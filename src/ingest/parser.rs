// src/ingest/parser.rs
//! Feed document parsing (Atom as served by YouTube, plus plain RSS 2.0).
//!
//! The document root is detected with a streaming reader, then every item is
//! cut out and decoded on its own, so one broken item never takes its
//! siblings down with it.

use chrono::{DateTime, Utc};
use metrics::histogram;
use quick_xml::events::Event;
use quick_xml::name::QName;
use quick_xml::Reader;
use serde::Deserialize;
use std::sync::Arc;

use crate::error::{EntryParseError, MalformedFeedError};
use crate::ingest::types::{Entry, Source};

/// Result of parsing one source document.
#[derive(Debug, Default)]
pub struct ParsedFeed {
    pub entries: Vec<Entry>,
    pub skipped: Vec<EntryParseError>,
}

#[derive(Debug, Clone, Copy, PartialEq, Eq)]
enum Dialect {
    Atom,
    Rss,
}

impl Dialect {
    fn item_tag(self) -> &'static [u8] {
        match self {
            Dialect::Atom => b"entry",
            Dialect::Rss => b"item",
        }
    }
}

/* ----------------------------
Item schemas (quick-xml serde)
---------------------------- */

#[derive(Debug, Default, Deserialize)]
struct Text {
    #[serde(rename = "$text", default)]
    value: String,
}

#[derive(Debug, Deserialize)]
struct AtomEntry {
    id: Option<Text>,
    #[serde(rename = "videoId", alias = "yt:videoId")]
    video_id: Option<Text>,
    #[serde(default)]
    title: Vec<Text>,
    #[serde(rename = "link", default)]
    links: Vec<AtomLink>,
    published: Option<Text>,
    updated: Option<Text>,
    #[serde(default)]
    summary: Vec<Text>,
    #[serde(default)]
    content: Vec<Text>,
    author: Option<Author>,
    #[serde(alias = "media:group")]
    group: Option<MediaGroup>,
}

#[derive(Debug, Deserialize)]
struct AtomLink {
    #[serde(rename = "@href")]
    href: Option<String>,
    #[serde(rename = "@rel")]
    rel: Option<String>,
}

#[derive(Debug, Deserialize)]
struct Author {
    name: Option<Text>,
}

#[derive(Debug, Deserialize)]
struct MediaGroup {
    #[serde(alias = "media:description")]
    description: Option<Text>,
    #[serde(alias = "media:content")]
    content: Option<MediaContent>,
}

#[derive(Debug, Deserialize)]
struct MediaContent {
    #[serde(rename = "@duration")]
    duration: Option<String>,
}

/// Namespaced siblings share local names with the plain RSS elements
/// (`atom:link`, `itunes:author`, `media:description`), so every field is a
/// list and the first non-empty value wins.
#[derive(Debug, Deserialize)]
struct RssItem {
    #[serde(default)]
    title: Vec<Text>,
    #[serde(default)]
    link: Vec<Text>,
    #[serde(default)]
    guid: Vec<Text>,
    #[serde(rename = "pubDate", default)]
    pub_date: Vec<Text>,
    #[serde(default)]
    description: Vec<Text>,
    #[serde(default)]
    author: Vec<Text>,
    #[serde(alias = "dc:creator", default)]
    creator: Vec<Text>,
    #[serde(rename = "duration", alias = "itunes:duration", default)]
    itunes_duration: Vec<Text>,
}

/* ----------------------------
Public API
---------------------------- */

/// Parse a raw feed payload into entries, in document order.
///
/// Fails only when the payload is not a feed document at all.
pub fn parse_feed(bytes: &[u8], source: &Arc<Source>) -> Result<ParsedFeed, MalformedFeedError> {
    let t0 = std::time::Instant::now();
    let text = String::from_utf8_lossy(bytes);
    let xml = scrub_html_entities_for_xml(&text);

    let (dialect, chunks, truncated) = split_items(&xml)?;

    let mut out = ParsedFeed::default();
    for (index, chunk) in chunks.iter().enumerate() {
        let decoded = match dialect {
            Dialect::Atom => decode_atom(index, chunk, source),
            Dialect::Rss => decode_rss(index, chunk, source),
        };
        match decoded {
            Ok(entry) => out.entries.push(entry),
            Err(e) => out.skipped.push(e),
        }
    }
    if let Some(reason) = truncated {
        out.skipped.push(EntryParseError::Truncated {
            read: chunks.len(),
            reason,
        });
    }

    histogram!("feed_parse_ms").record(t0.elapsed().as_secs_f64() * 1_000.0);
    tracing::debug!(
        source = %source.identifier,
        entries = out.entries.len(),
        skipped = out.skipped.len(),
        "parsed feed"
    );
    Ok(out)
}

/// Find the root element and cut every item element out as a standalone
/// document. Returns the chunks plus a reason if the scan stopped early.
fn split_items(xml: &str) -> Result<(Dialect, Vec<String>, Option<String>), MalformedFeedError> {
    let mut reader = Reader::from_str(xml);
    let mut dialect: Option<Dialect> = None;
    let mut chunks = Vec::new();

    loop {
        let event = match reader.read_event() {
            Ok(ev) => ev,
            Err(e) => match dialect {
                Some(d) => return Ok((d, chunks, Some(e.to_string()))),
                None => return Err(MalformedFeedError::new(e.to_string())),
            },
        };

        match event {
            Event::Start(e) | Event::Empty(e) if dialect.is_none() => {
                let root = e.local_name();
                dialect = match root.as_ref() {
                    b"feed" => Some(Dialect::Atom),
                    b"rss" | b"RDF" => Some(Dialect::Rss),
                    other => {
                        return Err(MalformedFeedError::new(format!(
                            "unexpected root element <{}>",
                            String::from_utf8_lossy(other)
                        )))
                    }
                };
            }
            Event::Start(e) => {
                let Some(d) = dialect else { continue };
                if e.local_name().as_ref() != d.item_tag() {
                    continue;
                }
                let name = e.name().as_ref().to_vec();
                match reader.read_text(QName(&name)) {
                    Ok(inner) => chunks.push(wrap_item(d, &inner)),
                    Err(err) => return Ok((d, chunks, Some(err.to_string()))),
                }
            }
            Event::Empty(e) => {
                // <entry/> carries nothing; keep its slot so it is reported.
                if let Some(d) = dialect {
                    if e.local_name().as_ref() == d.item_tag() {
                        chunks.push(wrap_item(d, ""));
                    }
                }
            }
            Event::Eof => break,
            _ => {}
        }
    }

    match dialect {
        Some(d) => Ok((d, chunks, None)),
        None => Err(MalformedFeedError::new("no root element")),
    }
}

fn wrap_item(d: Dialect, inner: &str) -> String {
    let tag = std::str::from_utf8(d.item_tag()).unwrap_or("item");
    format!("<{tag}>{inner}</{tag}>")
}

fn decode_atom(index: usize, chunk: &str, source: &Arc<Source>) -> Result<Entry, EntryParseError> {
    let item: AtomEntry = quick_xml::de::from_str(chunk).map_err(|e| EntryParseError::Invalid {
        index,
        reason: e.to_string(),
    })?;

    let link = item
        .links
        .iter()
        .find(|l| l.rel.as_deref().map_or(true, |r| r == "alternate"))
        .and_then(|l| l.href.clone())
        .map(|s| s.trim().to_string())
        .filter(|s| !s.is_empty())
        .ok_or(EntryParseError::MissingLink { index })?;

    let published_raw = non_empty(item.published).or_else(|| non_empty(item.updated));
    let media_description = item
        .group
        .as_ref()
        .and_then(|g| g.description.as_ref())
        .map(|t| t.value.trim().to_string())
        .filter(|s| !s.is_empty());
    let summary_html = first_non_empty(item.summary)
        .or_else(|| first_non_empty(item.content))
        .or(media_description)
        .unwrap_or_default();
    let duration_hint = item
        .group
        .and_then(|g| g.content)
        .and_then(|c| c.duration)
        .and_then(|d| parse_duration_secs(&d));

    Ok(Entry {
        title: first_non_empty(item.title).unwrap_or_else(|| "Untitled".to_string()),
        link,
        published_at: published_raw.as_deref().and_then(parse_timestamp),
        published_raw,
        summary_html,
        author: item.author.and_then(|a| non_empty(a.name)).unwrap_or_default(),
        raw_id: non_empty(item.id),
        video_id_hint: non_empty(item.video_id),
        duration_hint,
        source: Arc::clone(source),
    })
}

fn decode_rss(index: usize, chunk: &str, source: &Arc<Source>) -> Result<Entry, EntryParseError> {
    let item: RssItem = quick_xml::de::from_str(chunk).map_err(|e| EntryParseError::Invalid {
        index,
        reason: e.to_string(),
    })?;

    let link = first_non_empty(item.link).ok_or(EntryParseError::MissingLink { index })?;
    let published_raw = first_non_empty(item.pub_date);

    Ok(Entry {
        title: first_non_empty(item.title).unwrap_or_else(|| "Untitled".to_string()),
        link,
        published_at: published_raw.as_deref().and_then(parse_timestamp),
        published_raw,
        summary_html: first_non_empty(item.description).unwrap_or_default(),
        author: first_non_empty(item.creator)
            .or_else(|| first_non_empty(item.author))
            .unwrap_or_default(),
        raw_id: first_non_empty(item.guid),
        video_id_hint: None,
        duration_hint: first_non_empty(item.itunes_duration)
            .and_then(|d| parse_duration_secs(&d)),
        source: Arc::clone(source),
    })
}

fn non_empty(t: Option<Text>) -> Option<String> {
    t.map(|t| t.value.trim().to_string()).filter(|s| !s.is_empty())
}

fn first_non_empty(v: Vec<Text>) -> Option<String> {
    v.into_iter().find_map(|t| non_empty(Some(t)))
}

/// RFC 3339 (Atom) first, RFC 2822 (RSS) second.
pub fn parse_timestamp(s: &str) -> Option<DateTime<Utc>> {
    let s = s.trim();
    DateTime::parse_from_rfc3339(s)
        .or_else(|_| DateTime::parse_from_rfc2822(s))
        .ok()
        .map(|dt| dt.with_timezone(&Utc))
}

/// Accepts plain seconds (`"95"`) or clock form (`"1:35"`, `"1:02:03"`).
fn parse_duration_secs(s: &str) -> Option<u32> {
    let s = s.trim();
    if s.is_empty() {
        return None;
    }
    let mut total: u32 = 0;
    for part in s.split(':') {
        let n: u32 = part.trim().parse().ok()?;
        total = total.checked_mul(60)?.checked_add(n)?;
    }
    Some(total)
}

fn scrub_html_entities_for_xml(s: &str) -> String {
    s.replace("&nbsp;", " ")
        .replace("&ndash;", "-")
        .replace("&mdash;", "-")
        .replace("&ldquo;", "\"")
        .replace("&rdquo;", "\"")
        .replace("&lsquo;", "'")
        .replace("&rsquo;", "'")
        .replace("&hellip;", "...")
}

####

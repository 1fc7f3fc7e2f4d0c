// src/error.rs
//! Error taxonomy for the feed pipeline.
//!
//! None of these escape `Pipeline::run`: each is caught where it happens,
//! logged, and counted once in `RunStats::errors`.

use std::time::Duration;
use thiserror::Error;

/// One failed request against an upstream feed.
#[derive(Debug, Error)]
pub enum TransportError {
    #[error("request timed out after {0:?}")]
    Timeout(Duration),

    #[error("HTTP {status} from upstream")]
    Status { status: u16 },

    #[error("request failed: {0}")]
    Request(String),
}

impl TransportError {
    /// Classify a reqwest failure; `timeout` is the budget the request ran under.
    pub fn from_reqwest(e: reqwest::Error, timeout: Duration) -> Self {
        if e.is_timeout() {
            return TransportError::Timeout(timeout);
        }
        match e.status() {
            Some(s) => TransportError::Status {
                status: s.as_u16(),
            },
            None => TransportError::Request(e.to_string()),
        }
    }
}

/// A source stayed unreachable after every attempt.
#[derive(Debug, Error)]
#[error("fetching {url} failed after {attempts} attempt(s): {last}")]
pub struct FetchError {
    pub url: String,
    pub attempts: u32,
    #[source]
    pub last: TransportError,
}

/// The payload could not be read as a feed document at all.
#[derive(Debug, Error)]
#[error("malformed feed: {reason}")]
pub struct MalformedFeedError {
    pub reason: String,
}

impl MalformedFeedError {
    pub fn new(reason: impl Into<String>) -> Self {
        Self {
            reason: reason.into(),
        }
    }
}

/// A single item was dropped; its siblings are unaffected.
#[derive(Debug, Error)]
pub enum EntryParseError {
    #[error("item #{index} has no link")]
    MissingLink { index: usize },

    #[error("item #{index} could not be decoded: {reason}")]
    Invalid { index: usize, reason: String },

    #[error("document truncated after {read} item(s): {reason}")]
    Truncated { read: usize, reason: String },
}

####

What this task involves:
Would you copy out exactly the lines above that start at the one containing "fn first_non_empty(v: Vec<Text>)" and end at the one containing "Accepts plain seconds", inclusive?

The answer:
fn first_non_empty(v: Vec<Text>) -> Option<String> {
    v.into_iter().find_map(|t| non_empty(Some(t)))
}

/// RFC 3339 (Atom) first, RFC 2822 (RSS) second.
pub fn parse_timestamp(s: &str) -> Option<DateTime<Utc>> {
    let s = s.trim();
    DateTime::parse_from_rfc3339(s)
        .or_else(|_| DateTime::parse_from_rfc2822(s))
        .ok()
        .map(|dt| dt.with_timezone(&Utc))
}

/// Accepts plain seconds (`"95"`) or clock form (`"1:35"`, `"1:02:03"`).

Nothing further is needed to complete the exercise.